● **Problem statement**
Within these entries, how many lines contain the word "TransportFailed"? Answer with the number alone.

Stored items
::::::::::

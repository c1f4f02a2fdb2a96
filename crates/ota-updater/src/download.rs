//! Resumable package downloader.
//!
//! Streams a remote package into a local file, resuming from the current
//! file length with an HTTP range request. Progress reports are time-gated
//! and carry a smoothed ETA. Cancellation is cooperative: the read loop wakes
//! on cancellation even while waiting for the next chunk.

use std::io::ErrorKind;
use std::path::{Path, PathBuf};
use std::sync::Arc;
use std::time::Instant;

use futures_util::StreamExt;
use tokio::fs::{File, OpenOptions};
use tokio::io::AsyncWriteExt;
use tracing::{debug, info, warn};

use crate::cancel::CancelFlag;
use crate::config::DownloadConfig;
use crate::error::UpdateError;
use crate::progress::{DownloadProgress, ProgressGate, ThroughputEstimator};
use crate::transport::HttpTransport;

const STATUS_PARTIAL_CONTENT: u16 = 206;
const STATUS_RANGE_NOT_SATISFIABLE: u16 = 416;

/// What to download and where.
#[derive(Debug, Clone)]
pub struct DownloadRequest {
    pub url: String,
    pub dest: PathBuf,
    /// Size declared by the feed; used for progress and completion
    pub expected_size: u64,
}

/// A download that stopped before completing.
///
/// Bytes already written stay on disk in both cases; `downloaded` is the
/// file length at the time of failure.
#[derive(Debug)]
pub struct DownloadFailure {
    /// Stopped because the caller cancelled, not because of an error
    pub cancelled: bool,
    pub downloaded: u64,
    pub error: UpdateError,
}

impl DownloadFailure {
    fn cancelled(downloaded: u64) -> Self {
        Self {
            cancelled: true,
            downloaded,
            error: UpdateError::Cancelled,
        }
    }

    fn failed(downloaded: u64, error: UpdateError) -> Self {
        Self {
            cancelled: false,
            downloaded,
            error,
        }
    }
}

/// Resumable downloader over an [`HttpTransport`].
pub struct Downloader {
    transport: Arc<dyn HttpTransport>,
    config: DownloadConfig,
}

impl Downloader {
    pub fn new(transport: Arc<dyn HttpTransport>, config: DownloadConfig) -> Self {
        Self { transport, config }
    }

    /// Download `request.url` into `request.dest`, resuming from the current
    /// file length.
    ///
    /// The first progress report is delivered once the server has answered,
    /// so callers can use it as the "connected" signal. Returns the final
    /// byte count, which may be short of `expected_size` if the server closed
    /// the stream early.
    pub async fn download(
        &self,
        request: &DownloadRequest,
        cancel: &CancelFlag,
        on_progress: &(dyn Fn(DownloadProgress) + Send + Sync),
    ) -> Result<u64, DownloadFailure> {
        let dest = request.dest.as_path();
        let mut offset = existing_len(dest)
            .await
            .map_err(|e| DownloadFailure::failed(0, e.into()))?;
        if offset > request.expected_size {
            warn!(
                dest = %dest.display(),
                offset,
                expected = request.expected_size,
                "Partial file is larger than the package, restarting download"
            );
            offset = 0;
        }

        if let Some(parent) = dest.parent() {
            tokio::fs::create_dir_all(parent)
                .await
                .map_err(|e| DownloadFailure::failed(offset, e.into()))?;
        }

        if cancel.is_cancelled() {
            return Err(DownloadFailure::cancelled(offset));
        }

        info!(url = %request.url, dest = %dest.display(), offset, "Starting download");

        let response = tokio::select! {
            biased;
            _ = cancel.cancelled() => return Err(DownloadFailure::cancelled(offset)),
            r = self.transport.open(&request.url, offset) => {
                r.map_err(|e| DownloadFailure::failed(offset, e))?
            }
        };

        let truncate = match response.status {
            STATUS_RANGE_NOT_SATISFIABLE if offset > 0 && offset == request.expected_size => {
                debug!(offset, "Range not satisfiable at full size, already complete");
                on_progress(DownloadProgress {
                    eta_seconds: Some(0),
                    ..DownloadProgress::new(offset, request.expected_size)
                });
                return Ok(offset);
            }
            STATUS_PARTIAL_CONTENT if offset > 0 => false,
            status if (200..300).contains(&status) => {
                if offset > 0 {
                    warn!(
                        offset,
                        status, "Server ignored range request, restarting download"
                    );
                    offset = 0;
                }
                true
            }
            status => {
                warn!(url = %request.url, status, "Download rejected by server");
                return Err(DownloadFailure::failed(
                    offset,
                    UpdateError::HttpStatus { status },
                ));
            }
        };

        let mut file = open_dest(dest, truncate)
            .await
            .map_err(|e| DownloadFailure::failed(offset, e.into()))?;

        let mut body = response.body;
        let mut downloaded = offset;
        let mut gate = ProgressGate::new(self.config.progress_interval());
        let mut estimator = ThroughputEstimator::new(
            self.config.eta_window(),
            self.config.eta_window_samples,
        );
        let mut last_reported = None;

        let mut report = |downloaded: u64, force: bool| {
            let now = Instant::now();
            estimator.record(now, downloaded);
            let progress = DownloadProgress::new(downloaded, request.expected_size);
            let is_final = force || progress.is_complete();
            if gate.should_emit(now, is_final) && last_reported != Some(downloaded) {
                last_reported = Some(downloaded);
                on_progress(DownloadProgress {
                    eta_seconds: estimator.eta_seconds(progress.remaining()),
                    ..progress
                });
            }
        };

        report(downloaded, false);

        let outcome = loop {
            let next = tokio::select! {
                biased;
                _ = cancel.cancelled() => break Err(None),
                next = body.next() => next,
            };

            match next {
                None => break Ok(()),
                Some(Err(e)) => break Err(Some(e)),
                Some(Ok(chunk)) => {
                    if let Err(e) = file.write_all(&chunk).await {
                        break Err(Some(UpdateError::from(e)));
                    }
                    downloaded += chunk.len() as u64;
                    report(downloaded, false);
                }
            }

            if cancel.is_cancelled() {
                break Err(None);
            }
        };

        // Flush before reporting anything so a resume starts at the real length
        if let Err(e) = finish(&mut file).await {
            return Err(DownloadFailure::failed(downloaded, e.into()));
        }
        report(downloaded, true);

        match outcome {
            Ok(()) => {
                info!(dest = %dest.display(), downloaded, "Download stream finished");
                Ok(downloaded)
            }
            Err(None) => {
                debug!(downloaded, "Download cancelled");
                Err(DownloadFailure::cancelled(downloaded))
            }
            Err(Some(error)) => {
                warn!(downloaded, error = %error, "Download interrupted");
                Err(DownloadFailure::failed(downloaded, error))
            }
        }
    }

    /// Fetch a small metadata file into `dest`.
    ///
    /// The body goes to `<dest>.part` first and is renamed into place only
    /// when complete, so readers never see a truncated file.
    pub async fn fetch_metadata(&self, url: &str, dest: &Path) -> Result<u64, UpdateError> {
        let part = part_path(dest);
        match self.fetch_into(url, &part).await {
            Ok(len) => {
                tokio::fs::rename(&part, dest).await?;
                debug!(url, dest = %dest.display(), len, "Fetched metadata");
                Ok(len)
            }
            Err(e) => {
                let _ = tokio::fs::remove_file(&part).await;
                Err(e)
            }
        }
    }

    async fn fetch_into(&self, url: &str, path: &Path) -> Result<u64, UpdateError> {
        if let Some(parent) = path.parent() {
            tokio::fs::create_dir_all(parent).await?;
        }
        let response = self.transport.open(url, 0).await?;
        if !response.is_success() {
            return Err(UpdateError::HttpStatus {
                status: response.status,
            });
        }

        let mut file = File::create(path).await?;
        let mut body = response.body;
        let mut len = 0u64;
        while let Some(chunk) = body.next().await {
            let chunk = chunk?;
            file.write_all(&chunk).await?;
            len += chunk.len() as u64;
        }
        finish(&mut file).await?;
        Ok(len)
    }
}
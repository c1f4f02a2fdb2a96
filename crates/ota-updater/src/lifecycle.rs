//! Lifecycle transition table.
//!
//! Every status change the controller makes goes through [`next_status`], so
//! the allowed transitions live in one `match` instead of being spread over
//! the controller's callbacks.

use crate::record::UpdateStatus;

/// Events that move a record through its lifecycle.
#[derive(Debug, Clone, Copy, PartialEq, Eq)]
pub enum LifecycleEvent {
    /// Caller asked to start or resume a download.
    StartDownload,
    /// The transport answered and bytes are flowing.
    DownloadConnected,
    /// Caller paused the download.
    PauseRequested,
    /// Network or IO failure while downloading.
    TransportFailed,
    /// Byte count reached the declared size.
    DownloadCompleted,
    VerificationPassed,
    VerificationFailed,
    InstallRequested,
    InstallFailed,
    /// Caller cancelled a running install.
    InstallCancelled,
    /// Install finished and needs a reboot to take effect.
    InstalledPendingReboot,
    Installed,
    /// The device booted into the installed build.
    RebootCompleted,
    /// Caller deleted the update.
    Deleted,
}

impl LifecycleEvent {
    /// Verb used in error messages for caller-initiated events.
    pub fn action(self) -> &'static str {
        match self {
            LifecycleEvent::StartDownload => "download",
            LifecycleEvent::PauseRequested => "pause",
            LifecycleEvent::InstallRequested => "install",
            LifecycleEvent::InstallCancelled => "cancel install of",
            LifecycleEvent::Deleted => "delete",
            _ => "update",
        }
    }
}

/// Status reached from `from` on `event`, or `None` if the event is not
/// allowed in that state.
pub fn next_status(from: UpdateStatus, event: LifecycleEvent) -> Option<UpdateStatus> {
    use LifecycleEvent as E;
    use UpdateStatus as S;

    let to = match (from, event) {
        (
            S::Unknown | S::Paused | S::PausedError | S::VerificationFailed,
            E::StartDownload,
        ) => S::Starting,
        (S::Starting | S::Downloading, E::DownloadConnected) => S::Downloading,
        (S::Starting | S::Downloading, E::PauseRequested) => S::Paused,
        (S::Starting | S::Downloading, E::TransportFailed) => S::PausedError,
        (S::Starting | S::Downloading, E::DownloadCompleted) => S::Verifying,

        (S::Verifying, E::VerificationPassed) => S::Verified,
        (S::Verifying, E::VerificationFailed) => S::VerificationFailed,

        (S::Verified | S::InstallationFailed, E::InstallRequested) => S::Installing,
        (S::Installing, E::InstallFailed) => S::InstallationFailed,
        (S::Installing, E::InstallCancelled) => S::Verified,
        (S::Installing, E::InstalledPendingReboot) => S::WaitingForReboot,
        (S::Installing, E::Installed) => S::Installed,
        (S::WaitingForReboot, E::RebootCompleted) => S::Installed,

        (_, E::Deleted) => S::Unknown,
        _ => return None,
    };
    Some(to)
}
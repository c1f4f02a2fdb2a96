//! Package verification.
//!
//! A downloaded package is accepted only when all three checks pass, in
//! this order:
//!
//! 1. the file length equals the size declared by the feed
//! 2. the SHA-256 digest matches the expected digest (constant-time compare)
//! 3. the archive carries the entries the platform installer needs
//!
//! For staged (A/B) packages the payload is applied straight out of the
//! archive, so the verifier also reports where `payload.bin` starts and the
//! contents of `payload_properties.txt`.

use std::fs::File;
use std::io::{BufReader, Read};
use std::path::Path;

use sha2::{Digest, Sha256};
use subtle::ConstantTimeEq;
use zip::{CompressionMethod, ZipArchive};

use crate::error::VerifyFailure;
use crate::install::InstallMode;

/// Buffer size for reading files during hash computation.
const HASH_BUFFER_SIZE: usize = 8192;

const PAYLOAD_ENTRY: &str = "payload.bin";
const PAYLOAD_PROPERTIES_ENTRY: &str = "payload_properties.txt";
const LEGACY_UPDATER_ENTRY: &str = "META-INF/com/google/android/update-binary";

/// Location of the staged payload inside the package archive.
#[derive(Debug, Clone, PartialEq, Eq)]
pub struct PayloadInfo {
    /// Byte offset of the payload data from the start of the file
    pub offset: u64,
    pub size: u64,
    /// `key=value` lines from the payload properties entry
    pub properties: Vec<String>,
}

/// A package that passed every check.
#[derive(Debug, Clone, PartialEq, Eq)]
pub struct VerifiedPackage {
    pub mode: InstallMode,
    /// Present for staged packages only
    pub payload: Option<PayloadInfo>,
}

/// Checks downloaded packages for integrity and installability.
#[derive(Debug, Default, Clone)]
pub struct PackageVerifier;

impl PackageVerifier {
    pub fn new() -> Self {
        Self
    }

    /// Run the size, digest, and structure checks.
    ///
    /// `expected_sha256` is hex encoded, either case. IO failures while
    /// reading the file are reported as a size mismatch against what could
    /// be read, since the package is unusable either way.
    pub fn verify(
        &self,
        path: &Path,
        expected_size: u64,
        expected_sha256: &str,
        mode: InstallMode,
    ) -> Result<VerifiedPackage, VerifyFailure> {
        self.verify_size(path, expected_size)?;
        self.verify_hash(path, expected_sha256)?;
        let payload = self.check_structure(path, mode)?;

        tracing::info!(path = %path.display(), ?mode, "Package verification complete");
        Ok(VerifiedPackage { mode, payload })
    }

    /// Verify the file length matches the declared size.
    pub fn verify_size(&self, path: &Path, expected_size: u64) -> Result<(), VerifyFailure> {
        let actual = std::fs::metadata(path).map(|m| m.len()).unwrap_or(0);
        if actual != expected_size {
            tracing::error!(
                expected = expected_size,
                actual,
                path = %path.display(),
                "Package size mismatch"
            );
            return Err(VerifyFailure::SizeMismatch {
                expected: expected_size,
                actual,
            });
        }
        Ok(())
    }

    /// Verify the SHA-256 digest of the file.
    pub fn verify_hash(&self, path: &Path, expected_sha256: &str) -> Result<(), VerifyFailure> {
        let actual = self.compute_hash(path).map_err(|e| VerifyFailure::HashMismatch {
            expected: expected_sha256.to_ascii_lowercase(),
            actual: format!("unreadable: {}", e),
        })?;

        // A malformed expected digest can never match
        let expected = hex::decode(expected_sha256.trim()).unwrap_or_default();
        if expected.ct_eq(&actual[..]).unwrap_u8() != 1 {
            tracing::error!(
                expected = %expected_sha256,
                actual = %hex::encode(actual),
                path = %path.display(),
                "Package hash mismatch"
            );
            return Err(VerifyFailure::HashMismatch {
                expected: expected_sha256.to_ascii_lowercase(),
                actual: hex::encode(actual),
            });
        }

        tracing::debug!(hash = %hex::encode(actual), path = %path.display(), "Package hash verified");
        Ok(())
    }

    /// Compute SHA-256 hash of a file.
    ///
    /// Reads the file in chunks to handle large files efficiently
    /// without loading the entire file into memory.
    pub fn compute_hash(&self, path: &Path) -> std::io::Result<[u8; 32]> {
        let mut file = File::open(path)?;
        let mut hasher = Sha256::new();
        let mut buffer = [0u8; HASH_BUFFER_SIZE];

        loop {
            let bytes_read = file.read(&mut buffer)?;
            if bytes_read == 0 {
                break;
            }
            hasher.update(&buffer[..bytes_read]);
        }

        Ok(hasher.finalize().into())
    }

    /// Check the archive layout for `mode`.
    pub fn check_structure(
        &self,
        path: &Path,
        mode: InstallMode,
    ) -> Result<Option<PayloadInfo>, VerifyFailure> {
        let file = File::open(path).map_err(|e| VerifyFailure::NotAnArchive(e.to_string()))?;
        let mut archive = ZipArchive::new(BufReader::new(file))?;

        match mode {
            InstallMode::Legacy => {
                require_entry(&archive, LEGACY_UPDATER_ENTRY)?;
                Ok(None)
            }
            InstallMode::Staged => {
                require_entry(&archive, PAYLOAD_ENTRY)?;
                require_entry(&archive, PAYLOAD_PROPERTIES_ENTRY)?;

                let (offset, size) = {
                    let payload = archive.by_name(PAYLOAD_ENTRY)?;
                    if payload.compression() != CompressionMethod::Stored {
                        return Err(VerifyFailure::StructureMismatch(format!(
                            "{} must be stored uncompressed",
                            PAYLOAD_ENTRY
                        )));
                    }
                    (payload.data_start(), payload.size())
                };

                let mut text = String::new();
                archive
                    .by_name(PAYLOAD_PROPERTIES_ENTRY)?
                    .read_to_string(&mut text)
                    .map_err(|e| VerifyFailure::StructureMismatch(e.to_string()))?;
                let properties = text
                    .lines()
                    .map(str::trim)
                    .filter(|l| !l.is_empty())
                    .map(str::to_string)
                    .collect();

                Ok(Some(PayloadInfo {
                    offset,
                    size,
                    properties,
                }))
            }
        }
    }
}

fn require_entry<R: Read + std::io::Seek>(
    archive: &ZipArchive<R>,
    name: &str,
) -> Result<(), VerifyFailure> {
    if archive.index_for_name(name).is_none() {
        return Err(VerifyFailure::StructureMismatch(format!(
            "missing entry {}",
            name
        )));
    }
    Ok(())
}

::::::::::

● **Written response**
2